Julian Sanchez who does not personally oppose contraception or contraceptive abortifacients notes that the ruling (not to fund contraception) is cost neutral for various reasons including that pregnancy cover is more expensive than providing free contraceptives. He shrewdly comments,
In light of this, the outraged reaction to the ruling ought to seem a bit puzzling. If what you are fundamentally concerned about is whether women have access to no-copay contraception, then there’s no obvious reason to invest such deep significance in the precise accounting details of the mechanism by which it is provided. You might even be heartened by a ruling that so centrally turns on the premise that accomodation for religious objectors is required when no women will lack such coverage who would have enjoyed it under a mandate.He states that opponents contraceptive coverage are undeserving of respect and therefore it is viewed as acceptable to force them to act against their convictions.
The outrage does make sense, of course, if what one fundamentally cares about—or at least, additionally cares about—is the symbolic speech act embedded in the compulsion itself. In other words, if the purpose of the mandate is not merely to achieve a certain practical result, but to declare the qualms of believers with religious objections so utterly underserving [sic] of respect that they may be forced to act against their convictions regardless of whether this makes any real difference to the outcome. And something like that does indeed seem to be lurking just beneath—if not at—the surface of many reactions. The ruling seems to provoke anger, not because it will result in women having to pay more for birth control (as it won’t), but at least in part because it fails to send the appropriate cultural signal. Or, at any rate, because it allows religious employers to continue sending the wrong cultural signal—disapproval of certain forms of contraception—when sending that signal does not impede the achievement of the government’s ends in any way.
In my mind the 2 concepts are not logically associated. One can have no respect for an idea or a person without compelling behaviour. Lacking respect is frequently justified. But my lack of respect (if warranted) means that I can disregard a person's foolish claims, not that I can force him to adopt my preferences. You do not get to force people to act against their convictions because you do not respect them. You do not even get to do that if you are correct and they are mistaken. Making a man act against what he strongly believes is to coerce him into sin. It is making him do something that he believes will offend God. Regardless of whether he discerns the issue rightly or wrongly, to make him offend God is forcing him to blaspheme.
I suspect many people including Christians fail to recognise how diabolical—and I choose that word intentionally—forcing men to blaspheme is. Such a man does not care for the opinion of God for if he did he would not try and make another do something he thinks offends God. It is akin to idolatry, though of the very worst form that tries to make others idolaters as well.
Damon Linker classifies himself as liberal: seemingly in both the modern and classic sense. I am not so certain he fully apprehends the issue, but he gets aspects of it.

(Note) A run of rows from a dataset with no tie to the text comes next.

//! Rebuilding a schema against a different field element type. Constants
//! travel as 32-byte big-endian canonical values and are reduced mod the
//! target field order; everything else is structural.

use p3_field::PrimeField;

use crate::{
    assignment::Assignment,
    constraint::{
        Constraint, InterleavingConstraint, LookupConstraint, LookupVector, PermutationConstraint,
        RangeConstraint, SortedConstraint, VanishingConstraint,
    },
    expr::Expr,
    field,
    logical::Logical,
    schema::{Module, Register, Schema},
};

/// Re-interprets `schema` over the field `F2`.
pub fn concretize<F1: PrimeField, F2: PrimeField>(schema: &Schema<F1>) -> Schema<F2> {
    let mut out = Schema::new();
    for module in schema.modules() {
        let mut target: Module<F2> = Module::new(module.name.clone());
        target.allow_padding = module.allow_padding;
        target.is_public = module.is_public;
        target.is_synthetic = module.is_synthetic;
        target.length_keys = module.length_keys.clone();
        for register in module.registers() {
            target.add_register(Register::new(
                register.name.clone(),
                register.width,
                register.kind,
            ));
        }
        for assignment in &module.assignments {
            target.push_assignment(concretize_assignment(assignment));
        }
        for constraint in &module.constraints {
            target.push_constraint(concretize_constraint(constraint));
        }
        out.add_module(target);
    }
    out
}

fn value<F1: PrimeField, F2: PrimeField>(x: &F1) -> F2 {
    field::from_be_bytes_32(&field::to_be_bytes_32(x))
}

fn concretize_expr<F1: PrimeField, F2: PrimeField>(expr: &Expr<F1>) -> Expr<F2> {
    match expr {
        Expr::Constant(c) => Expr::Constant(value(c)),
        Expr::Labelled(name, c) => Expr::Labelled(name.clone(), value(c)),
        Expr::Access(a) => Expr::Access(*a),
        Expr::Vector(limbs) => Expr::Vector(limbs.clone()),
        Expr::Sum(ts) => Expr::Sum(ts.iter().map(concretize_expr).collect()),
        Expr::Sub(ts) => Expr::Sub(ts.iter().map(concretize_expr).collect()),
        Expr::Product(ts) => Expr::Product(ts.iter().map(concretize_expr).collect()),
        Expr::Exp(t, k) => Expr::Exp(Box::new(concretize_expr(t)), *k),
        Expr::Cast(t, w) => Expr::Cast(Box::new(concretize_expr(t)), *w),
        Expr::Norm(t) => Expr::Norm(Box::new(concretize_expr(t))),
        Expr::IfZero(c, t, f) => Expr::IfZero(
            Box::new(concretize_logical(c)),
            t.as_ref().map(|t| Box::new(concretize_expr(t))),
            f.as_ref().map(|f| Box::new(concretize_expr(f))),
        ),
    }
}

fn concretize_logical<F1: PrimeField, F2: PrimeField>(logical: &Logical<F1>) -> Logical<F2> {
    match logical {
        Logical::Equal(a, b) => Logical::Equal(
            Box::new(concretize_expr(a)),
            Box::new(concretize_expr(b)),
        ),
        Logical::NotEqual(a, b) => Logical::NotEqual(
            Box::new(concretize_expr(a)),
            Box::new(concretize_expr(b)),
        ),
        Logical::Inequality { strict, lhs, rhs } => Logical::Inequality {
            strict: *strict,
            lhs: Box::new(concretize_expr(lhs)),
            rhs: Box::new(concretize_expr(rhs)),
        },
        Logical::Conjunct(ts) => Logical::Conjunct(ts.iter().map(concretize_logical).collect()),
        Logical::Disjunct(ts) => Logical::Disjunct(ts.iter().map(concretize_logical).collect()),
        Logical::Negate(t) => Logical::Negate(Box::new(concretize_logical(t))),
        Logical::Ite(c, t, f) => Logical::Ite(
            Box::new(concretize_logical(c)),
            t.as_ref().map(|t| Box::new(concretize_logical(t))),
            f.as_ref().map(|f| Box::new(concretize_logical(f))),
        ),
    }
}

fn concretize_assignment<F1: PrimeField, F2: PrimeField>(
    assignment: &Assignment<F1>,
) -> Assignment<F2> {
    match assignment {
        Assignment::Computed {
            expr,
            direction,
            module,
            targets,
        } => Assignment::Computed {
            expr: concretize_expr(expr),
            direction: *direction,
            module: *module,
            targets: targets.clone(),
        },
        Assignment::Native {
            function,
            targets,
            sources,
        } => Assignment::Native {
            function: function.clone(),
            targets: targets.clone(),
            sources: sources.clone(),
        },
        Assignment::SortedPermutation {
            targets,
            signs,
            sources,
        } => Assignment::SortedPermutation {
            targets: targets.clone(),
            signs: signs.clone(),
            sources: sources.clone(),
        },
    }
}

fn concretize_constraint<F1: PrimeField, F2: PrimeField>(
    constraint: &Constraint<F1>,
) -> Constraint<F2> {
    match constraint {
        Constraint::Vanishing(c) => Constraint::Vanishing(concretize_vanishing(c)),
        Constraint::Assertion(c) => Constraint::Assertion(concretize_vanishing(c)),
        Constraint::Range(c) => Constraint::Range(RangeConstraint {
            handle: c.handle.clone(),
            module: c.module,
            sources: c.sources.clone(),
            bitwidths: c.bitwidths.clone(),
        }),
        Constraint::Sorted(c) => Constraint::Sorted(SortedConstraint {
            handle: c.handle.clone(),
            module: c.module,
            bitwidth: c.bitwidth,
            selector: c.selector,
            sources: c.sources.clone(),
            signs: c.signs.clone(),
            strict: c.strict,
        }),
        Constraint::Permutation(c) => Constraint::Permutation(PermutationConstraint {
            handle: c.handle.clone(),
            module: c.module,
            targets: c.targets.clone(),
            sources: c.sources.clone(),
        }),
        Constraint::Interleaving(c) => Constraint::Interleaving(InterleavingConstraint {
            handle: c.handle.clone(),
            target_module: c.target_module,
            source_module: c.source_module,
            target: c.target.clone(),
            sources: c.sources.clone(),
        }),
        Constraint::Lookup(c) => Constraint::Lookup(LookupConstraint {
            handle: c.handle.clone(),
            targets: c.targets.iter().map(concretize_vector).collect(),
            sources: c.sources.iter().map(concretize_vector).collect(),
        }),
    }
}

fn concretize_vanishing<F1: PrimeField, F2: PrimeField>(
    c: &VanishingConstraint<F1>,
) -> VanishingConstraint<F2> {
    VanishingConstraint {
        handle: c.handle.clone(),
        module: c.module,
        domain: c.domain,
        property: concretize_logical(&c.property),
    }
}

fn concretize_vector<F1: PrimeField, F2: PrimeField>(v: &LookupVector<F1>) -> LookupVector<F2> {
    LookupVector {
        module: v.module,
        selector: v.selector.as_ref().map(concretize_expr),
        terms: v.terms.iter().map(concretize_expr).collect(),
    }
}
//! S-expression printer for AIR nodes, with register names resolved against
//! the AIR schema. The arithmetic forms mirror the MIR printer's surface.

use airlift_mir::{Domain, ModuleId, RegisterKind};
use itertools::Itertools;
use p3_field::PrimeField;

use crate::schema::{
    AirColumnVector, AirConstraint, AirSchema, AirTerm, ColumnAccess,
};

pub struct Printer<'a, F> {
    schema: &'a AirSchema<F>,
}

impl<'a, F: PrimeField> Printer<'a, F> {
    pub fn new(schema: &'a AirSchema<F>) -> Self {
        Self { schema }
    }

    fn column(&self, module: ModuleId, access: &ColumnAccess) -> String {
        let mut out = self
            .schema
            .module(module)
            .register(access.register)
            .name
            .clone();
        if let Some(mask) = access.mask {
            out = format!("(mask {out} {mask})");
        }
        if access.shift != 0 {
            out = format!("(shift {out} {})", access.shift);
        }
        out
    }

    pub fn term(&self, module: ModuleId, term: &AirTerm<F>) -> String {
        match term {
            AirTerm::Constant(c) => format!("{}", c.as_canonical_biguint()),
            AirTerm::Column(access) => self.column(module, access),
            AirTerm::Sum(ts) => self.variadic(module, "+", ts),
            AirTerm::Sub(ts) => self.variadic(module, "-", ts),
            AirTerm::Product(ts) => self.variadic(module, "*", ts),
        }
    }

    fn variadic(&self, module: ModuleId, op: &str, terms: &[AirTerm<F>]) -> String {
        format!(
            "({op} {})",
            terms.iter().map(|t| self.term(module, t)).join(" ")
        )
    }

    pub fn constraint(&self, constraint: &AirConstraint<F>) -> String {
        match constraint {
            AirConstraint::Vanishing(c) => format!(
                "(vanish {:?}{} {})",
                c.handle.0,
                domain(&c.domain),
                self.term(c.module, &c.term)
            ),
            AirConstraint::Assertion(c) => format!(
                "(assert {:?}{} ...)",
                c.handle.0,
                domain(&c.domain)
            ),
            AirConstraint::Range(c) => format!(
                "(in-range {:?} ({} {}))",
                c.handle.0,
                self.column(c.module, &c.access),
                c.bitwidth
            ),
            AirConstraint::Lookup(c) => format!(
                "(lookup {:?} (targets {}) (sources {}))",
                c.handle.0,
                c.targets.iter().map(|v| self.vector(v)).join(" "),
                c.sources.iter().map(|v| self.vector(v)).join(" ")
            ),
            AirConstraint::Permutation(c) => {
                let name = |id: &airlift_mir::RegisterId| {
                    self.schema.module(c.module).register(*id).name.clone()
                };
                format!(
                    "(permutation {:?} ({}) ({}))",
                    c.handle.0,
                    c.targets.iter().map(name).join(" "),
                    c.sources.iter().map(name).join(" ")
                )
            }
            AirConstraint::Interleaving(c) => format!(
                "(interleave {:?} ({}) {})",
                c.handle.0,
                c.target
                    .iter()
                    .map(|a| self.column(c.target_module, a))
                    .join(" "),
                c.sources
                    .iter()
                    .map(|source| format!(
                        "({})",
                        source
                            .iter()
                            .map(|a| self.column(c.source_module, a))
                            .join(" ")
                    ))
                    .join(" ")
            ),
        }
    }

    fn vector(&self, vector: &AirColumnVector) -> String {
        let module_name = &self.schema.module(vector.module).name;
        let columns = vector
            .columns
            .iter()
            .map(|c| self.column(vector.module, c))
            .join(" ");
        match &vector.selector {
            None => format!("({module_name} {columns})"),
            Some(selector) => format!(
                "({module_name} :selector {} {columns})",
                self.column(vector.module, selector)
            ),
        }
    }

    pub fn module(&self, id: ModuleId) -> String {
        let module = self.schema.module(id);
        let mut out = format!("(module {:?}\n", module.name);
        for register in module.registers() {
            out.push_str(&format!(
                "  (register {:?} u{} {})\n",
                register.name,
                register.width,
                kind(register.kind)
            ));
        }
        for constraint in &module.constraints {
            out.push_str(&format!("  {}\n", self.constraint(constraint)));
        }
        out.push(')');
        out
    }

    pub fn schema(&self) -> String {
        (0..self.schema.modules().len())
            .map(|index| self.module(ModuleId(index)))
            .join("\n")
    }
}

fn domain(domain: &Domain) -> String {
    match domain {
        Domain::All => String::new(),
        Domain::At(k) => format!(" :domain {k}"),
    }
}

fn kind(kind: RegisterKind) -> &'static str {
    match kind {
        RegisterKind::Input => "input",
        RegisterKind::Output => "output",
        RegisterKind::Computed => "computed",
        RegisterKind::Zero => "zero",
    }
}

On a range of issues, liberals seem not only increasingly incapable of comprehending how or why someone would affirm a more traditional vision of the human good, but inclined to relegate dissenters to the category of moral monsters who deserve to be excommunicated from civilized life — and sometimes coerced into compliance by the government.And why might this be? Linker suggests,
From the dawn of the modern age, religious thinkers have warned that, strictly speaking, secular politics is impossible — that without the transcendent foundation of Judeo-Christian monotheism to limit the political sphere, ostensibly secular citizens would begin to invest political ideas and ideologies with transcendent, theological meaning.Thus secularism (presumably left or right) tends toward idolatry.
Put somewhat differently: Human beings will be religious one way or another. Either they will be religious about religious things, or they will be religious about political things.
Blasphemers often claim their demands are reasonable. Just a little incense to Caesar and you can worship your God the rest of the year.
Requests to affirm Islam (a false God), or provide health (and cover the cost of murder), or just bake a cake (affirming the goodness of sodomy); are all considered by many as competing claims against God. As I have written previously, forcing men to blaspheme is amongst the most grievous of sins. Not only must we avoid such coercion, we must oppose our ideological allies when they support such measures.